In Südfrankreich muss der Produzent von Mas des Bories eine Rekordernte und ein kürzeres Zeitfenster für die Weinlese bewältigen.

Das Mas des Bories liegt inmitten von Olivenbaumreihen, von denen einige Jahrhunderte alt sind, im Herzen der Provence, einer von Wein und Olivenöl geprägten Region in Südfrankreich.

Zu beiden Seiten der Mühle liegen Olivenhaine, Steinterrassen und alte Bories – mittelalterliche, igluförmige Hütten aus Trockenmauerwerk, die die provenzalische Landschaft prägen.
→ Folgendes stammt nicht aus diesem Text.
//! Dynamic-programming seam finding (§4.8) and optical-flow-corrected
//! feather blending (§4.9).

pub mod flow;
pub mod seam;

pub use flow::{calculate_flow, FlowBlender, FlowField};
pub use seam::{seam, SeamDirection, SeamInput};
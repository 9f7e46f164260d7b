use std::sync::atomic::{AtomicBool, Ordering};
use std::sync::Arc;

use tokio::sync::{mpsc, Mutex};

use panorama_io::{CheckpointStore, DebugSink};
use panorama_recorder::{Selector, Tolerance};
use panorama_types::checkpoint::FrameRecord;
use panorama_types::error::StitchResult;
use panorama_types::frame::Frame;
use panorama_types::graph::RecorderGraph;
use panorama_types::pose::Pose;
use panorama_types::selection::SelectionInfo;
use task_manager::{Task, TaskManager, TaskState};

use crate::correspondence::{CorrespondenceFinder, FinalizeResult};

/// Default bounded capacity of the correspondence-finder inbox (§5
/// [AMBIENT]: "taken from configuration... not hardcoded").
pub const DEFAULT_QUEUE_CAPACITY: usize = 8;

fn pose_to_array16(pose: Pose) -> [f64; 16] {
    let mut out = [0.0; 16];
    for r in 0..4 {
        for c in 0..4 {
            out[r * 4 + c] = pose[(r, c)];
        }
    }
    out
}

/// Drains the correspondence-finder queue one selection match at a time,
/// feeding the orchestrator and checkpointing the frame record (§5
/// "asynchronous queue feeding the correspondence finder / storage
/// sink").
struct FinderDrain {
    rx: Mutex<mpsc::Receiver<SelectionInfo>>,
    finder: Arc<Mutex<CorrespondenceFinder>>,
    checkpoint: Arc<dyn CheckpointStore>,
}

#[async_trait::async_trait]
impl Task for FinderDrain {
    fn task_name(&self) -> String {
        "correspondence-finder".to_string()
    }

    async fn run(&self) -> TaskState {
        let received = self.rx.lock().await.recv().await;
        let Some(info) = received else {
            return TaskState::Break;
        };

        {
            let mut finder = self.finder.lock().await;
            if let Err(err) = finder.push(&info) {
                tracing::error!(?err, frame_id = info.frame.id, "correspondence finder rejected a pushed frame");
            }
        }

        let intrinsics = info.frame.intrinsics();
        let record = FrameRecord {
            id: info.frame.id,
            width: intrinsics.width,
            height: intrinsics.height,
            intrinsics: intrinsics.to_array9(),
            adjusted_extrinsics: pose_to_array16(info.frame.adjusted_pose()),
            original_extrinsics: pose_to_array16(info.frame.original_pose),
        };
        if let Err(err) = self.checkpoint.write_frame_record(info.frame.id, &record) {
            tracing::warn!(?err, frame_id = info.frame.id, "failed to checkpoint frame record");
        }
        TaskState::Continue
    }
}

/// Owns the recorder's lifetime task manager, the producer-side selector,
/// and the asynchronous correspondence-finder queue (§5). `Recorder` is
/// the external surface described in §6: `push`/`finish`, plus
/// `cancel()`.
pub struct Recorder {
    task_manager: TaskManager,
    selector: Mutex<Selector>,
    tx: mpsc::Sender<SelectionInfo>,
    finder: Arc<Mutex<CorrespondenceFinder>>,
    finished: Arc<AtomicBool>,
    debug_sink: Arc<dyn DebugSink>,
}

impl Recorder {
    #[allow(clippy::too_many_arguments)]
    pub fn new(
        graph: RecorderGraph,
        strict_order: bool,
        tolerance: Tolerance,
        checkpoint: Arc<dyn CheckpointStore>,
        debug_sink: Arc<dyn DebugSink>,
        margin: f64,
        close_rings: bool,
        refine_focal: bool,
        queue_capacity: usize,
    ) -> Self {
        let (tx, rx) = mpsc::channel(queue_capacity);
        let finder = Arc::new(Mutex::new(CorrespondenceFinder::new(margin, close_rings, refine_focal)));
        let task_manager = TaskManager::new();
        task_manager.spawn_task(FinderDrain {
            rx: Mutex::new(rx),
            finder: finder.clone(),
            checkpoint,
        });
        Self {
            task_manager,
            selector: Mutex::new(Selector::new(graph, strict_order, tolerance)),
            tx,
            finder,
            finished: Arc::new(AtomicBool::new(false)),
            debug_sink,
        }
    }

    /// Runs the selector on the producer side (§5 "The selector runs on
    /// the producer task"); if it emits a match, forwards it to the
    /// correspondence-finder queue (backpressure on `send`) and to the
    /// debug sink.
    pub async fn push(&self, frame: &Frame) -> StitchResult<()> {
        if self.finished.load(Ordering::Acquire) {
            return Ok(());
        }
        let emitted = {
            let mut selector = self.selector.lock().await;
            selector.push(frame)
        };
        let Some(info) = emitted else {
            return Ok(());
        };

        if let Ok(image) = info.frame.with_pixels(|image| image.clone()) {
            if let Err(err) = self.debug_sink.record_accepted_frame(info.frame.id, &image) {
                tracing::warn!(?err, frame_id = info.frame.id, "debug sink write failed");
            }
        }

        let _ = self.tx.send(info).await;
        Ok(())
    }

    /// Poisons the producer path; in-flight work already queued still
    /// drains (§5 "Cancellation").
    pub fn cancel(&self) {
        self.finished.store(true, Ordering::Release);
        self.task_manager.cancel_all();
    }

    /// Closes the producer side, drains the correspondence-finder queue,
    /// and runs the finalize phase (§4.7, §5: "`finish()` still returns
    /// valid (possibly empty) partial outputs and is idempotent").
    pub async fn finish(self) -> StitchResult<FinalizeResult> {
        self.finished.store(true, Ordering::Release);
        drop(self.tx);
        self.task_manager.wait().await;
        let finder = Arc::try_unwrap(self.finder).unwrap_or_else(|still_shared| {
            tracing::warn!(
                outstanding = Arc::strong_count(&still_shared),
                "finder still has outstanding references at finish(); finalizing a clone is not possible, panicking"
            );
            panic!("correspondence finder still shared at finish()")
        });
        finder.into_inner().finalize()
    }
}

#[cfg(test)]
mod tests {
    use super::*;
    use panorama_io::NullCheckpointStore;
    use panorama_io::NullDebugSink;
    use panorama_math::rotation::to_4x4;
    use panorama_types::exposure::Exposure;
    use panorama_types::intrinsics::Intrinsics;
    use panorama_types::mode::RecorderMode;

    fn tolerant() -> Tolerance {
        Tolerance { x: 0.3, y: 0.3, z: 0.3 }
    }

    fn frame_at_rotation(r: panorama_types::pose::Rotation3) -> Frame {
        Frame::from_loaded(
            image::RgbImage::new(4, 4),
            to_4x4(r),
            Intrinsics::new(800.0, 800.0, 2.0, 2.0, 4, 4),
            Exposure::default(),
        )
    }

    #[tokio::test]
    async fn advancing_past_a_point_emits_it_into_the_finalized_frames() {
        let graph = panorama_recorder::generate(&Intrinsics::new(800.0, 800.0, 640.0, 480.0, 1280, 960), RecorderMode::CenterOnly);
        let ring = graph.rings[0].clone();
        let point0 = ring.points[0];
        let point1 = *ring.successor(0).unwrap();
        let recorder = Recorder::new(
            graph,
            true,
            tolerant(),
            Arc::new(NullCheckpointStore),
            Arc::new(NullDebugSink),
            8.0,
            false,
            false,
            DEFAULT_QUEUE_CAPACITY,
        );
        recorder.push(&frame_at_rotation(point0.extrinsics)).await.unwrap();
        recorder.push(&frame_at_rotation(point1.extrinsics)).await.unwrap();
        let result = recorder.finish().await.unwrap();
        assert_eq!(result.frames.len(), 1);
    }

    #[tokio::test]
    async fn cancel_then_finish_is_idempotent_and_does_not_panic() {
        let graph = panorama_recorder::generate(&Intrinsics::new(800.0, 800.0, 640.0, 480.0, 1280, 960), RecorderMode::CenterOnly);
        let recorder = Recorder::new(
            graph,
            true,
            tolerant(),
            Arc::new(NullCheckpointStore),
            Arc::new(NullDebugSink),
            8.0,
            false,
            false,
            DEFAULT_QUEUE_CAPACITY,
        );
        recorder.cancel();
        let result = recorder.finish().await.unwrap();
        assert!(result.frames.is_empty());
    }
}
Wir stellen fest, dass sich die Reifezeiten unserer Olivensorten aufgrund des Klimawandels annähern, was die Ernte und die Ölgewinnung erschwert. – Claire De Fina Coutin, Inhaberin, Mas des Bories

Claire De Fina Coutin, eine Agronomin, die sich in die Region verliebt hat, gründete 2019 den Olivenhain und die Ölmühle. Ihr Haine umfasst etwa 1.700 Bäume, die etwa 30 bis 50 Jahre alt sind. Sie berichtete der Olive Oil Times, dass das Erntejahr 2023/24 trotz der Dürre, die den größten Teil Europas heimgesucht hat, ein durchschlagender Erfolg war.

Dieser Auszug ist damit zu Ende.